Data in this exercise -

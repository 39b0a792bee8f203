//! Reschedule queue items and batches.
//!
//! A queue item records "something changed, re-optimize this plan". Items
//! are debounced per `(plan, entity, trigger)` key and drained per plan by
//! a single worker at a time.

use crate::enums::{EntityKind, QueueStatus, RescheduleStrategy, TriggerType};
use crate::{new_entity_id, EntityId, Timestamp};
use chrono::{Duration, Utc};
use serde::{Deserialize, Serialize};

/// Typed change payload carried by a queue item, keyed by its trigger.
#[derive(Debug, Clone, PartialEq, Serialize, Deserialize)]
#[cfg_attr(feature = "openapi", derive(utoipa::ToSchema))]
#[serde(tag = "trigger", rename_all = "SCREAMING_SNAKE_CASE")]
#[serde(rename_all_fields = "camelCase")]
pub enum ChangePayload {
    TaskAdded {
        #[cfg_attr(feature = "openapi", schema(value_type = String, format = "uuid"))]
        task_id: EntityId,
    },
    TaskUpdated {
        #[cfg_attr(feature = "openapi", schema(value_type = String, format = "uuid"))]
        task_id: EntityId,
    },
    TaskDeleted {
        #[cfg_attr(feature = "openapi", schema(value_type = String, format = "uuid"))]
        task_id: EntityId,
    },
    ConstraintChange {
        #[cfg_attr(feature = "openapi", schema(value_type = String, format = "uuid"))]
        task_id: EntityId,
    },
    EventMove {
        #[cfg_attr(feature = "openapi", schema(value_type = String, format = "uuid"))]
        event_id: EntityId,
        date_ms: i64,
        start_min: i32,
        end_min: i32,
        #[cfg_attr(feature = "openapi", schema(value_type = Vec<String>, format = "uuid"))]
        conflicting_event_ids: Vec<EntityId>,
    },
    EventSplit {
        #[cfg_attr(feature = "openapi", schema(value_type = String, format = "uuid"))]
        event_id: EntityId,
        #[cfg_attr(feature = "openapi", schema(value_type = String, format = "uuid"))]
        new_event_id: EntityId,
    },
    EventComplete {
        #[cfg_attr(feature = "openapi", schema(value_type = String, format = "uuid"))]
        event_id: EntityId,
    },
    WindowChange {
        from_date_ms: i64,
        to_date_ms: i64,
    },
}

impl ChangePayload {
    pub fn trigger_type(&self) -> TriggerType {
        match self {
            ChangePayload::TaskAdded { .. } => TriggerType::TaskAdded,
            ChangePayload::TaskUpdated { .. } => TriggerType::TaskUpdated,
            ChangePayload::TaskDeleted { .. } => TriggerType::TaskDeleted,
            ChangePayload::ConstraintChange { .. } => TriggerType::ConstraintChange,
            ChangePayload::EventMove { .. } => TriggerType::EventMove,
            ChangePayload::EventSplit { .. } => TriggerType::EventSplit,
            ChangePayload::EventComplete { .. } => TriggerType::EventComplete,
            ChangePayload::WindowChange { .. } => TriggerType::WindowChange,
        }
    }

    pub fn entity_kind(&self) -> EntityKind {
        match self {
            ChangePayload::TaskAdded { .. }
            | ChangePayload::TaskUpdated { .. }
            | ChangePayload::TaskDeleted { .. }
            | ChangePayload::ConstraintChange { .. } => EntityKind::Task,
            ChangePayload::EventMove { .. }
            | ChangePayload::EventSplit { .. }
            | ChangePayload::EventComplete { .. } => EntityKind::Event,
            ChangePayload::WindowChange { .. } => EntityKind::Window,
        }
    }
}

/// A pending "re-optimize" trigger for one plan.
///
/// Uniqueness key is `(schedule_plan_id, entity_id, trigger_type)` while
/// `Pending`: a repeated trigger merges into the existing row, refreshing
/// the payload, debounce deadline, and priority rather than duplicating.
#[derive(Debug, Clone, PartialEq, Serialize, Deserialize)]
#[cfg_attr(feature = "openapi", derive(utoipa::ToSchema))]
#[serde(rename_all = "camelCase")]
pub struct RescheduleQueueItem {
    #[cfg_attr(feature = "openapi", schema(value_type = String, format = "uuid"))]
    pub id: EntityId,
    #[cfg_attr(feature = "openapi", schema(value_type = String, format = "uuid"))]
    pub user_id: EntityId,
    #[cfg_attr(feature = "openapi", schema(value_type = String, format = "uuid"))]
    pub schedule_plan_id: EntityId,
    pub trigger_type: TriggerType,
    #[cfg_attr(feature = "openapi", schema(value_type = String, format = "uuid"))]
    pub entity_id: EntityId,
    pub entity_kind: EntityKind,
    pub change_payload: ChangePayload,
    pub status: QueueStatus,
    /// Drain priority; lower is more urgent.
    pub priority: i32,
    /// Quiet-period deadline; the item is not due before this.
    #[cfg_attr(feature = "openapi", schema(value_type = String, format = "date-time"))]
    pub debounce_until: Timestamp,
    /// Set once at first insert and never refreshed: bounds how long
    /// continuous debouncing can starve an item.
    #[cfg_attr(feature = "openapi", schema(value_type = String, format = "date-time"))]
    pub first_created_at: Timestamp,
    #[cfg_attr(feature = "openapi", schema(value_type = String, format = "date-time"))]
    pub created_at: Timestamp,
    #[cfg_attr(feature = "openapi", schema(value_type = String, format = "date-time"))]
    pub updated_at: Timestamp,
    #[cfg_attr(feature = "openapi", schema(value_type = Option<String>, format = "date-time"))]
    pub processed_at: Option<Timestamp>,
    pub processing_duration_ms: Option<i64>,
    pub error_message: Option<String>,
    pub retry_count: i32,
}

impl RescheduleQueueItem {
    pub fn new(
        user_id: EntityId,
        plan_id: EntityId,
        entity_id: EntityId,
        payload: ChangePayload,
        debounce: Duration,
    ) -> Self {
        let now = Utc::now();
        let trigger_type = payload.trigger_type();
        Self {
            id: new_entity_id(),
            user_id,
            schedule_plan_id: plan_id,
            trigger_type,
            entity_id,
            entity_kind: payload.entity_kind(),
            change_payload: payload,
            status: QueueStatus::Pending,
            priority: trigger_type.default_priority(),
            debounce_until: now + debounce,
            first_created_at: now,
            created_at: now,
            updated_at: now,
            processed_at: None,
            processing_duration_ms: None,
            error_message: None,
            retry_count: 0,
        }
    }

    /// Whether the item is due at `now`: its quiet period elapsed, or it
    /// has waited past the starvation bound since first creation.
    pub fn is_due(&self, now: Timestamp, max_wait: Duration) -> bool {
        self.status == QueueStatus::Pending
            && (self.debounce_until <= now || self.first_created_at + max_wait <= now)
    }
}

/// One worker's unit of work: all due items of a single plan.
#[derive(Debug, Clone)]
pub struct RescheduleBatch {
    pub user_id: EntityId,
    pub plan_id: EntityId,
    pub strategy: RescheduleStrategy,
    /// Optional solver-runtime hint; bounding the actual runtime is the
    /// executor's responsibility.
    pub max_time_sec: Option<i32>,
    pub items: Vec<RescheduleQueueItem>,
}

impl RescheduleBatch {
    pub fn new(user_id: EntityId, plan_id: EntityId, strategy: RescheduleStrategy) -> Self {
        Self {
            user_id,
            plan_id,
            strategy,
            max_time_sec: None,
            items: Vec::new(),
        }
    }

    pub fn item_ids(&self) -> Vec<EntityId> {
        self.items.iter().map(|item| item.id).collect()
    }

    pub fn affected_task_ids(&self) -> Vec<EntityId> {
        self.items
            .iter()
            .filter(|item| item.entity_kind == EntityKind::Task)
            .map(|item| item.entity_id)
            .collect()
    }

    /// Pick a strategy from the batch's trigger mix: removals and
    /// constraint changes invalidate existing placements broadly, manual
    /// edits only need local insertion, everything else ripples.
    pub fn determine_strategy(items: &[RescheduleQueueItem]) -> RescheduleStrategy {
        let mut has_structural = false;
        let mut has_manual_edit = false;

        for item in items {
            match item.trigger_type {
                TriggerType::TaskDeleted
                | TriggerType::ConstraintChange
                | TriggerType::WindowChange => has_structural = true,
                TriggerType::EventMove | TriggerType::EventSplit | TriggerType::EventComplete => {
                    has_manual_edit = true
                }
                TriggerType::TaskAdded | TriggerType::TaskUpdated => {}
            }
        }

        if has_structural {
            RescheduleStrategy::FullReplan
        } else if has_manual_edit {
            RescheduleStrategy::Insertion
        } else {
            RescheduleStrategy::Ripple
        }
    }
}

#[cfg(test)]
mod tests {
    use super::*;

    fn item(payload: ChangePayload) -> RescheduleQueueItem {
        RescheduleQueueItem::new(
            new_entity_id(),
            new_entity_id(),
            new_entity_id(),
            payload,
            Duration::seconds(30),
        )
    }

    #[test]
    fn test_payload_trigger_mapping() {
        let task_id = new_entity_id();
        let payload = ChangePayload::TaskDeleted { task_id };
        assert_eq!(payload.trigger_type(), TriggerType::TaskDeleted);
        assert_eq!(payload.entity_kind(), EntityKind::Task);

        let payload = ChangePayload::EventMove {
            event_id: new_entity_id(),
            date_ms: 0,
            start_min: 600,
            end_min: 660,
            conflicting_event_ids: vec![],
        };
        assert_eq!(payload.trigger_type(), TriggerType::EventMove);
        assert_eq!(payload.entity_kind(), EntityKind::Event);
    }

    #[test]
    fn test_payload_round_trips_as_tagged_json() {
        let payload = ChangePayload::WindowChange {
            from_date_ms: 0,
            to_date_ms: 86_400_000,
        };
        let json = serde_json::to_value(&payload).unwrap();
        assert_eq!(json["trigger"], "WINDOW_CHANGE");
        let back: ChangePayload = serde_json::from_value(json).unwrap();
        assert_eq!(back, payload);
    }

    #[test]
    fn test_is_due_respects_debounce_and_starvation() {
        let mut queued = item(ChangePayload::TaskAdded {
            task_id: new_entity_id(),
        });
        let now = Utc::now();
        let max_wait = Duration::minutes(5);

        // Freshly debounced: not due.
        assert!(!queued.is_due(now, max_wait));

        // Quiet period elapsed.
        queued.debounce_until = now - Duration::seconds(1);
        assert!(queued.is_due(now, max_wait));

        // Continuously refreshed, but first_created_at is past the bound.
        queued.debounce_until = now + Duration::seconds(30);
        queued.first_created_at = now - Duration::minutes(6);
        assert!(queued.is_due(now, max_wait));

        queued.status = QueueStatus::Processing;
        assert!(!queued.is_due(now, max_wait));
    }

    #[test]
    fn test_strategy_selection_table() {
        let deleted = item(ChangePayload::TaskDeleted {
            task_id: new_entity_id(),
        });
        let moved = item(ChangePayload::EventMove {
            event_id: new_entity_id(),
            date_ms: 0,
            start_min: 0,
            end_min: 60,
            conflicting_event_ids: vec![],
        });
        let added = item(ChangePayload::TaskAdded {
            task_id: new_entity_id(),
        });

        assert_eq!(
            RescheduleBatch::determine_strategy(&[deleted.clone(), moved.clone()]),
            RescheduleStrategy::FullReplan
        );
        assert_eq!(
            RescheduleBatch::determine_strategy(&[moved]),
            RescheduleStrategy::Insertion
        );
        assert_eq!(
            RescheduleBatch::determine_strategy(&[added]),
            RescheduleStrategy::Ripple
        );
        assert_eq!(
            RescheduleBatch::determine_strategy(&[]),
            RescheduleStrategy::Ripple
        );
    }
}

Problem statement - State how many lines of the listing include "RescheduleBatch", and write nothing else.

Reply to the exercise - 6